Il est étonnant comme parfois dans la vie certains Mystères viennent nous habiter, si profondément, qu’il nous semble redécouvrir à nouveau le chemin avec le Christ. Enfin aujourd’hui c’est mon cas.

Souvent en méditant la passion du Christ, je revoyais cet homme pendu sur le bois de la Croix, innocent, mais j’oubliais les autres hommes à ses côtés, coupables, jugés, laissés là. Comme les passants, je continuais mon chemin, en détournant le regard, et en pensant le cœur en paix que justice avait été rendue.

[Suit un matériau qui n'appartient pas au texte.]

//! Position definitions and metadata for the Yut-nori board.
//!
//! The board has 29 stations: 20 on the outer square (the four corner hubs
//! included) and 9 inside it, forming two diagonals that cross at the center.
//! Perimeter stations are enumerated counter-clockwise starting at the
//! finishing hub, followed by the diagonal stations in travel order and the
//! center. Metadata is stored in a compile-time table indexed by the
//! `Position` discriminant.

/// The number of stations on the board.
pub const POSITION_COUNT: usize = 29;

/// The number of stations on the outer square, corner hubs included.
pub const PERIMETER_COUNT: usize = 20;

/// A station on the Yut-nori board.
///
/// Diagonal stations are numbered in the direction pieces travel: `1` is the
/// station entered first. The `#[repr(u8)]` attribute enables use as an
/// array index.
#[derive(Debug, Clone, Copy, PartialEq, Eq, Hash, PartialOrd, Ord)]
#[repr(u8)]
pub enum Position {
    BottomRight = 0, // finishing hub, also where new pieces enter
    Right1 = 1,
    Right2 = 2,
    Right3 = 3,
    Right4 = 4,
    TopRight = 5,
    Top1 = 6,
    Top2 = 7,
    Top3 = 8,
    Top4 = 9,
    TopLeft = 10,
    Left1 = 11,
    Left2 = 12,
    Left3 = 13,
    Left4 = 14,
    BottomLeft = 15,
    Bottom1 = 16,
    Bottom2 = 17,
    Bottom3 = 18,
    Bottom4 = 19,
    TopRightDiag1 = 20,
    TopRightDiag2 = 21,
    TopLeftDiag1 = 22,
    TopLeftDiag2 = 23,
    BottomLeftDiag1 = 24,
    BottomLeftDiag2 = 25,
    BottomRightDiag1 = 26,
    BottomRightDiag2 = 27,
    Center = 28,
}

/// All position variants in index order.
pub const ALL_POSITIONS: [Position; POSITION_COUNT] = [
    Position::BottomRight, Position::Right1, Position::Right2, Position::Right3,
    Position::Right4, Position::TopRight, Position::Top1, Position::Top2,
    Position::Top3, Position::Top4, Position::TopLeft, Position::Left1,
    Position::Left2, Position::Left3, Position::Left4, Position::BottomLeft,
    Position::Bottom1, Position::Bottom2, Position::Bottom3, Position::Bottom4,
    Position::TopRightDiag1, Position::TopRightDiag2, Position::TopLeftDiag1,
    Position::TopLeftDiag2, Position::BottomLeftDiag1, Position::BottomLeftDiag2,
    Position::BottomRightDiag1, Position::BottomRightDiag2, Position::Center,
];

/// The position pieces enter from and must come back to.
pub const FINISH: Position = Position::BottomRight;

/// One of the four half-diagonals between a corner hub and the center.
#[derive(Debug, Clone, Copy, PartialEq, Eq, Hash)]
pub enum Diagonal {
    TopRight,
    TopLeft,
    BottomLeft,
    BottomRight,
}

/// Classifies a station by where it sits on the board.
#[derive(Debug, Clone, Copy, PartialEq, Eq, Hash)]
pub enum Region {
    /// One of the four corners of the outer square.
    Corner,
    /// A non-corner station on the outer square.
    Side,
    /// A station on one of the inner shortcuts.
    Diagonal(Diagonal),
    Center,
}

/// Static metadata for a single position.
#[derive(Debug, Clone, Copy)]
pub struct PositionInfo {
    pub abbr: &'static str,
    pub name: &'static str,
    pub region: Region,
}

const fn corner(abbr: &'static str, name: &'static str) -> PositionInfo {
    PositionInfo { abbr, name, region: Region::Corner }
}
const fn side(abbr: &'static str, name: &'static str) -> PositionInfo {
    PositionInfo { abbr, name, region: Region::Side }
}
const fn diag(abbr: &'static str, name: &'static str, d: Diagonal) -> PositionInfo {
    PositionInfo { abbr, name, region: Region::Diagonal(d) }
}

/// Metadata for every position, indexed by `Position as usize`.
pub static POSITION_INFO: [PositionInfo; POSITION_COUNT] = [
    corner("br", "bottom-right hub"),
    side("r1", "right side 1"),
    side("r2", "right side 2"),
    side("r3", "right side 3"),
    side("r4", "right side 4"),
    corner("tr", "top-right hub"),
    side("t1", "top side 1"),
    side("t2", "top side 2"),
    side("t3", "top side 3"),
    side("t4", "top side 4"),
    corner("tl", "top-left hub"),
    side("l1", "left side 1"),
    side("l2", "left side 2"),
    side("l3", "left side 3"),
    side("l4", "left side 4"),
    corner("bl", "bottom-left hub"),
    side("b1", "bottom side 1"),
    side("b2", "bottom side 2"),
    side("b3", "bottom side 3"),
    side("b4", "bottom side 4"),
    diag("tr1", "top-right diagonal 1", Diagonal::TopRight),
    diag("tr2", "top-right diagonal 2", Diagonal::TopRight),
    diag("tl1", "top-left diagonal 1", Diagonal::TopLeft),
    diag("tl2", "top-left diagonal 2", Diagonal::TopLeft),
    diag("bl1", "bottom-left diagonal 1", Diagonal::BottomLeft),
    diag("bl2", "bottom-left diagonal 2", Diagonal::BottomLeft),
    diag("br1", "bottom-right diagonal 1", Diagonal::BottomRight),
    diag("br2", "bottom-right diagonal 2", Diagonal::BottomRight),
    PositionInfo { abbr: "c", name: "center", region: Region::Center },
];

impl Position {
    /// Returns the short notation for this position.
    pub const fn abbr(self) -> &'static str {
        POSITION_INFO[self as usize].abbr
    }

    /// Returns the full display name for this position.
    pub const fn name(self) -> &'static str {
        POSITION_INFO[self as usize].name
    }

    pub const fn region(self) -> Region {
        POSITION_INFO[self as usize].region
    }

    /// Returns the position at the given index, if in range.
    pub const fn from_index(idx: usize) -> Option<Position> {
        if idx < POSITION_COUNT {
            Some(ALL_POSITIONS[idx])
        } else {
            None
        }
    }

    /// Looks up a position by its short notation.
    pub fn from_abbr(abbr: &str) -> Option<Position> {
        ALL_POSITIONS.iter().copied().find(|p| p.abbr() == abbr)
    }

    /// True for stations on the outer square, corners included.
    pub const fn is_perimeter(self) -> bool {
        matches!(self.region(), Region::Corner | Region::Side)
    }

    /// True for the four corners of the outer square.
    pub const fn is_hub(self) -> bool {
        matches!(self.region(), Region::Corner)
    }

    /// True for the two far corners where a shortcut begins.
    pub const fn is_top_hub(self) -> bool {
        matches!(self, Position::TopRight | Position::TopLeft)
    }

    pub const fn is_finish(self) -> bool {
        matches!(self, Position::BottomRight)
    }

    pub const fn is_center(self) -> bool {
        matches!(self, Position::Center)
    }

    /// True for the eight shortcut stations, the center excluded.
    pub const fn is_inner_diagonal(self) -> bool {
        matches!(self.region(), Region::Diagonal(_))
    }

    /// True for any station inside the outer square.
    pub const fn is_inner(self) -> bool {
        !self.is_perimeter()
    }

    /// Returns the half-diagonal this station lies on, if any.
    pub const fn diagonal(self) -> Option<Diagonal> {
        match self.region() {
            Region::Diagonal(d) => Some(d),
            _ => None,
        }
    }

    pub const fn is_top_right_diagonal(self) -> bool {
        matches!(self.region(), Region::Diagonal(Diagonal::TopRight))
    }

    pub const fn is_top_left_diagonal(self) -> bool {
        matches!(self.region(), Region::Diagonal(Diagonal::TopLeft))
    }

    pub const fn is_bottom_left_diagonal(self) -> bool {
        matches!(self.region(), Region::Diagonal(Diagonal::BottomLeft))
    }

    pub const fn is_bottom_right_diagonal(self) -> bool {
        matches!(self.region(), Region::Diagonal(Diagonal::BottomRight))
    }
}

impl std::fmt::Display for Position {
    fn fmt(&self, f: &mut std::fmt::Formatter<'_>) -> std::fmt::Result {
        f.write_str(self.abbr())
    }
}

/// A set of positions packed into the low 29 bits of a `u32`.
#[derive(Debug, Clone, Copy, Default, PartialEq, Eq, Hash)]
pub struct PositionSet(u32);

impl PositionSet {
    pub const fn empty() -> Self {
        PositionSet(0)
    }

    pub const fn contains(self, p: Position) -> bool {
        self.0 & (1 << p as u32) != 0
    }

    /// Returns a copy of the set with `p` added.
    #[must_use]
    pub const fn with(self, p: Position) -> Self {
        PositionSet(self.0 | (1 << p as u32))
    }

    pub const fn len(self) -> usize {
        self.0.count_ones() as usize
    }

    pub const fn is_empty(self) -> bool {
        self.0 == 0
    }
}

C’est vrai que certaines de mes amitiés, avec des personnes attendant pour refaire leur vie que le coupable soit sous les verrous, me conduisirent à ne pas m’interroger sur ce lieu qu’on appelait la prison… Aux côtés des victimes, j’avais oublié que de l’autre côté des barreaux il y avait des personnes humaines, mues par des sentiments, des histoires souvent difficiles.

Pourtant le Christ a vécu la fin de sa vie, avec des personnes détenues, condamnées, et lui-même emprunta le même chemin. C’est dire Sa proximité au quotidien avec la réalité des détenus.

Lc 23, 41-43 : « Pour nous, c’est juste : nous recevons ce que nos actes ont mérité ; mais lui n’a rien fait de mal. » Et il disait : «Jésus, souviens-toi de moi quand tu viendras comme roi » Jésus lui répondit : « En vérité, je te le dis, aujourd’hui, tu seras avec moi dans le Paradis ».

Cela me conduisit à m’interroger sur ma place en tant que chrétienne dans ce milieu ? Je crois qu’être présence chrétienne au milieu des personnes détenues, ce n’est pas témoigner de la justice, ce n’est pas là notre rôle, mais témoigner de la miséricorde. Pourtant ce n’est pas une position simple, car nous sommes souvent confrontés à notre propre regard sur la justice, à nos questions sur le pourquoi des actes…La miséricorde peut-elle se passer de la justice ?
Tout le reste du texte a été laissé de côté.